Nothing gets me around to watching a movie like a deadline. Back before streaming, when I had to rely on a TV schedule to find things to watch, I would resist buying anything I liked because I knew if I always had it available to me I’d never watch it again. Better to catch it some Sunday afternoon on cable when options were limited. Even now, I tend to program my viewing the same way.
On the first of every month I don’t look at the new releases on Max or Peacock. I look at what’s leaving.
However, October is spooky season, and that means now’s the time for scary stories. This month I’ve watched more movies in general, and more horror movies specifically, than I have in a long time. Once November hits the moment is gone. So when I got up early Saturday and was looking for some entertainment, I decided it was finally time to watch The Lost Boys.
Vampires are sometimes my favorite monsters. However…
I tend to avoid 80s movies because I hate the music. I know, I know. The Lost Boys has a wildly popular soundtrack. But synths, drums, and saxophones grate on my ears. How many movies of the era would I love if not for the music? Many. Once I heard Echo and the Bunnymen’s cover of The Doors’ “People Are Strange,” though, I was optimistic.

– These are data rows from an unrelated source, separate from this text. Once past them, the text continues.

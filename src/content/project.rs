//! Project model

use serde::{Deserialize, Serialize};
use std::fmt;
use std::path::Path;
use std::str::FromStr;

use super::entry::{Entry, EntryId};
use super::frontmatter::{non_empty_string, string_or_vec, yaml_flow_list, yaml_line};
use super::post::{file_slug, DEFAULT_GRADIENT};
use super::slideshow::{self, Slideshow};
use crate::error::{ContentError, Result};

/// How a project is presented: a full write-up or just a repository card
#[derive(Debug, Clone, Copy, PartialEq, Eq, Default, Serialize, Deserialize)]
#[serde(rename_all = "kebab-case")]
pub enum ProjectType {
    #[default]
    Detailed,
    GithubOnly,
}

impl ProjectType {
    pub fn as_str(&self) -> &'static str {
        match self {
            ProjectType::Detailed => "detailed",
            ProjectType::GithubOnly => "github-only",
        }
    }
}

impl FromStr for ProjectType {
    type Err = String;

    fn from_str(s: &str) -> std::result::Result<Self, Self::Err> {
        match s {
            "detailed" => Ok(ProjectType::Detailed),
            "github-only" => Ok(ProjectType::GithubOnly),
            other => Err(format!("unknown project type: {}", other)),
        }
    }
}

impl fmt::Display for ProjectType {
    fn fmt(&self, f: &mut fmt::Formatter<'_>) -> fmt::Result {
        f.write_str(self.as_str())
    }
}

#[derive(Debug, Clone, Copy, PartialEq, Eq, Default, Serialize, Deserialize)]
#[serde(rename_all = "kebab-case")]
pub enum Progress {
    #[default]
    Completed,
    InProgress,
    Planned,
}

impl Progress {
    pub fn as_str(&self) -> &'static str {
        match self {
            Progress::Completed => "completed",
            Progress::InProgress => "in-progress",
            Progress::Planned => "planned",
        }
    }
}

/// Front-matter keys recognized for projects
#[derive(Debug, Clone, Default, Deserialize)]
#[serde(default, rename_all = "camelCase")]
pub struct ProjectFrontMatter {
    pub id: Option<EntryId>,
    #[serde(deserialize_with = "non_empty_string")]
    pub slug: Option<String>,
    pub title: Option<String>,
    pub subtitle: Option<String>,
    pub year: Option<i32>,
    #[serde(rename = "type")]
    pub kind: Option<ProjectType>,
    #[serde(deserialize_with = "non_empty_string")]
    pub github: Option<String>,
    #[serde(deserialize_with = "non_empty_string")]
    pub external: Option<String>,
    #[serde(deserialize_with = "string_or_vec")]
    pub tech: Vec<String>,
    #[serde(deserialize_with = "non_empty_string")]
    pub category: Option<String>,
    #[serde(deserialize_with = "non_empty_string")]
    pub gradient_id: Option<String>,
    #[serde(deserialize_with = "non_empty_string")]
    pub featured_image: Option<String>,
    pub excerpt: Option<String>,
    pub progress: Option<Progress>,
    pub date_started: Option<String>,
    pub date_end: Option<String>,
    pub slideshows: Vec<Slideshow>,
}

/// A project as emitted into the generated module.
///
/// Field order is the key order of the emitted JSON objects.
#[derive(Debug, Clone, PartialEq, Serialize, Deserialize)]
#[serde(rename_all = "camelCase")]
pub struct Project {
    pub id: EntryId,
    pub slug: String,
    pub title: String,
    pub subtitle: String,
    #[serde(default, skip_serializing_if = "Option::is_none")]
    pub year: Option<i32>,
    #[serde(rename = "type")]
    pub kind: ProjectType,
    #[serde(default, skip_serializing_if = "Option::is_none")]
    pub github: Option<String>,
    #[serde(default, skip_serializing_if = "Option::is_none")]
    pub external: Option<String>,
    pub tech: Vec<String>,
    #[serde(default, skip_serializing_if = "Option::is_none")]
    pub category: Option<String>,
    pub gradient_id: String,
    #[serde(default, skip_serializing_if = "Option::is_none")]
    pub featured_image: Option<String>,
    pub excerpt: String,
    pub progress: Progress,
    pub date_started: String,
    pub date_end: String,
    pub slideshows: Vec<Slideshow>,
    /// Raw Markdown body
    pub content: String,
}

impl Project {
    /// Build a project from parsed front-matter, filling defaults for optional keys
    pub fn from_front_matter(
        path: &Path,
        fm: ProjectFrontMatter,
        body: &str,
        id: EntryId,
    ) -> Result<Self> {
        let title = fm.title.ok_or_else(|| ContentError::MissingField {
            path: path.to_path_buf(),
            field: "title",
        })?;

        Ok(Self {
            id,
            slug: fm.slug.unwrap_or_else(|| file_slug(path)),
            title,
            subtitle: fm.subtitle.unwrap_or_default(),
            year: fm.year,
            kind: fm.kind.unwrap_or_default(),
            github: fm.github,
            external: fm.external,
            tech: fm.tech,
            category: fm.category,
            gradient_id: fm
                .gradient_id
                .unwrap_or_else(|| DEFAULT_GRADIENT.to_string()),
            featured_image: fm.featured_image,
            excerpt: fm.excerpt.unwrap_or_default(),
            progress: fm.progress.unwrap_or_default(),
            date_started: fm.date_started.unwrap_or_default(),
            date_end: fm.date_end.unwrap_or_default(),
            slideshows: fm.slideshows,
            content: body.to_string(),
        })
    }

    /// Serialize back into a Markdown document with front-matter
    pub fn to_frontmatter(&self) -> Result<String> {
        let year = self.year.map(|y| y.to_string());

        let mut out = String::from("---\n");
        out.push_str(&format!("id: {}\n", self.id.to_yaml()));
        out.push_str(&yaml_line("slug", Some(&self.slug)));
        out.push_str(&yaml_line("title", Some(&self.title)));
        out.push_str(&yaml_line("subtitle", Some(&self.subtitle)));
        match &year {
            Some(y) => out.push_str(&format!("year: {}\n", y)),
            None => out.push_str("year:\n"),
        }
        out.push_str(&format!("type: {}\n", self.kind));
        out.push_str(&yaml_line("github", self.github.as_deref()));
        out.push_str(&yaml_line("external", self.external.as_deref()));
        out.push_str(&format!("tech: {}\n", yaml_flow_list(&self.tech)));
        out.push_str(&yaml_line("category", self.category.as_deref()));
        out.push_str(&yaml_line("gradientId", Some(&self.gradient_id)));
        out.push_str(&yaml_line("featuredImage", self.featured_image.as_deref()));
        out.push_str(&yaml_line("excerpt", Some(&self.excerpt)));
        out.push_str(&format!("progress: {}\n", self.progress.as_str()));
        out.push_str(&yaml_line("dateStarted", Some(&self.date_started)));
        out.push_str(&yaml_line("dateEnd", Some(&self.date_end)));
        out.push_str(&slideshow::to_yaml_block(&self.slideshows)?);
        out.push_str("---\n");
        out.push_str(&self.content);
        Ok(out)
    }
}

impl Entry for Project {
    fn id(&self) -> &EntryId {
        &self.id
    }

    fn slug(&self) -> &str {
        &self.slug
    }

    fn title(&self) -> &str {
        &self.title
    }

    fn category(&self) -> Option<&str> {
        self.category.as_deref()
    }

    fn labels(&self) -> &[String] {
        &self.tech
    }

    fn summary(&self) -> &str {
        &self.subtitle
    }

    fn content(&self) -> &str {
        &self.content
    }

    fn slideshows(&self) -> &[Slideshow] {
        &self.slideshows
    }
}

For the most part, the soundtrack is tolerable.
Music aside, this is a fun movie that I wish I'd seen sooner. It was clearly inspired by Michael Mann, and influenced Buffy, while remaining untainted by Anne Rice. Ironically, one of the screenwriters said the story was inspired from reading Interview with the Vampire. Yet these aren't woe-is-me sympathetic vampires. They’re bloodsucking fiends.
As they should be.
If you aren’t familiar with the story, it’s about two brothers who move to Santa Carla, California with their widowed mother. Their grandfather is a crazy taxidermist who lives in treehouse like cabin (though it’s on the ground), and the local vampires live in an abandoned luxury hotel that fell off a cliff after an historic earthquake. Of course, the brothers don’t realize the local biker gang is made up of vampires until it’s too late. The movie takes its time getting to that part.

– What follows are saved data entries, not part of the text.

//! Front-matter splitting, parsing and re-serialization

use serde::de::DeserializeOwned;
use serde::{Deserialize, Deserializer};
use std::path::Path;

use crate::error::{ContentError, Result};

const DELIMITER: &str = "---";

/// Custom deserializer that handles both a single string and a list of strings
pub(crate) fn string_or_vec<'de, D>(deserializer: D) -> std::result::Result<Vec<String>, D::Error>
where
    D: Deserializer<'de>,
{
    use serde::de::{self, SeqAccess, Visitor};
    use std::fmt;

    struct StringOrVec;

    impl<'de> Visitor<'de> for StringOrVec {
        type Value = Vec<String>;

        fn expecting(&self, formatter: &mut fmt::Formatter) -> fmt::Result {
            formatter.write_str("a string or a list of strings")
        }

        fn visit_str<E>(self, value: &str) -> std::result::Result<Self::Value, E>
        where
            E: de::Error,
        {
            Ok(vec![value.to_string()])
        }

        fn visit_string<E>(self, value: String) -> std::result::Result<Self::Value, E>
        where
            E: de::Error,
        {
            Ok(vec![value])
        }

        fn visit_seq<S>(self, mut seq: S) -> std::result::Result<Self::Value, S::Error>
        where
            S: SeqAccess<'de>,
        {
            let mut vec = Vec::new();
            while let Some(item) = seq.next_element::<String>()? {
                vec.push(item);
            }
            Ok(vec)
        }

        fn visit_none<E>(self) -> std::result::Result<Self::Value, E>
        where
            E: de::Error,
        {
            Ok(Vec::new())
        }

        fn visit_unit<E>(self) -> std::result::Result<Self::Value, E>
        where
            E: de::Error,
        {
            Ok(Vec::new())
        }
    }

    deserializer.deserialize_any(StringOrVec)
}

/// Treats `key:` (null) and `key: ''` the same as an absent key
pub(crate) fn non_empty_string<'de, D>(deserializer: D) -> std::result::Result<Option<String>, D::Error>
where
    D: Deserializer<'de>,
{
    let value = Option::<String>::deserialize(deserializer)?;
    Ok(value.filter(|s| !s.trim().is_empty()))
}

/// Split a document into its YAML block and Markdown body.
///
/// A document without a leading `---` line has no front-matter; the whole
/// text is the body. The body starts right after the closing `---` line.
pub fn split<'a>(path: &Path, text: &'a str) -> Result<(Option<&'a str>, &'a str)> {
    let text = text.strip_prefix('\u{feff}').unwrap_or(text);

    let (first_line, rest) = match text.find('\n') {
        Some(pos) => (&text[..pos], &text[pos + 1..]),
        None => (text, ""),
    };
    if first_line.trim_end() != DELIMITER {
        return Ok((None, text));
    }

    let mut offset = 0;
    for line in rest.split_inclusive('\n') {
        if line.trim_end_matches(['\n', '\r']) == DELIMITER {
            let yaml = &rest[..offset];
            let body = &rest[offset + line.len()..];
            return Ok((Some(yaml), body));
        }
        offset += line.len();
    }

    Err(ContentError::UnterminatedFrontMatter {
        path: path.to_path_buf(),
    })
}

/// Parse a document's front-matter into `T`, returning it with the body.
///
/// Missing or empty front-matter deserializes from an empty mapping, so every
/// field of `T` needs a default.
pub fn parse<'a, T: DeserializeOwned>(path: &Path, text: &'a str) -> Result<(T, &'a str)> {
    let (yaml, body) = split(path, text)?;
    let yaml = match yaml {
        Some(y) if !y.trim().is_empty() => y,
        _ => "{}",
    };

    let data = serde_yaml::from_str::<T>(yaml).map_err(|source| ContentError::FrontMatter {
        path: path.to_path_buf(),
        source,
    })?;

    Ok((data, body))
}

/// Render a string as a single YAML scalar that parses back to itself
pub(crate) fn yaml_scalar(value: &str) -> String {
    if value.contains('\n') {
        return serde_json::Value::String(value.to_string()).to_string();
    }
    match serde_yaml::to_string(value) {
        Ok(s) => s.trim_end_matches('\n').to_string(),
        Err(_) => serde_json::Value::String(value.to_string()).to_string(),
    }
}

/// Render a list as a YAML flow sequence (`[a, b]`)
pub(crate) fn yaml_flow_list(items: &[String]) -> String {
    let rendered: Vec<String> = items
        .iter()
        .map(|item| {
            let plain = !item.is_empty()
                && item.trim() == item
                && item
                    .chars()
                    .all(|c| c.is_alphanumeric() || matches!(c, ' ' | '-' | '_' | '.' | '+' | '/'))
                && serde_yaml::from_str::<String>(item).ok().as_deref() == Some(item.as_str());
            if plain {
                item.clone()
            } else {
                serde_json::Value::String(item.clone()).to_string()
            }
        })
        .collect();
    format!("[{}]", rendered.join(", "))
}

/// `key: value` line, or a bare `key:` when there is no value
pub(crate) fn yaml_line(key: &str, value: Option<&str>) -> String {
    match value {
        Some(v) => format!("{}: {}\n", key, yaml_scalar(v)),
        None => format!("{}:\n", key),
    }
}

The vampires, perpetually young Lost Boys, aren’t the focus. This is a story about family.
We have to remember that in 1987 geek things like comic books and vampires hadn’t found mainstream acceptance. So when younger brother Sam (Corey Haim) finds his key information in a comic book shop, we know this an adventure story made for a very specific audience. There’s no pandering, it treads very carefully between the niche premise and old-fashioned thrills, since movies will always need wide appeal.
Clearly, it worked then and is why it still has an audience now.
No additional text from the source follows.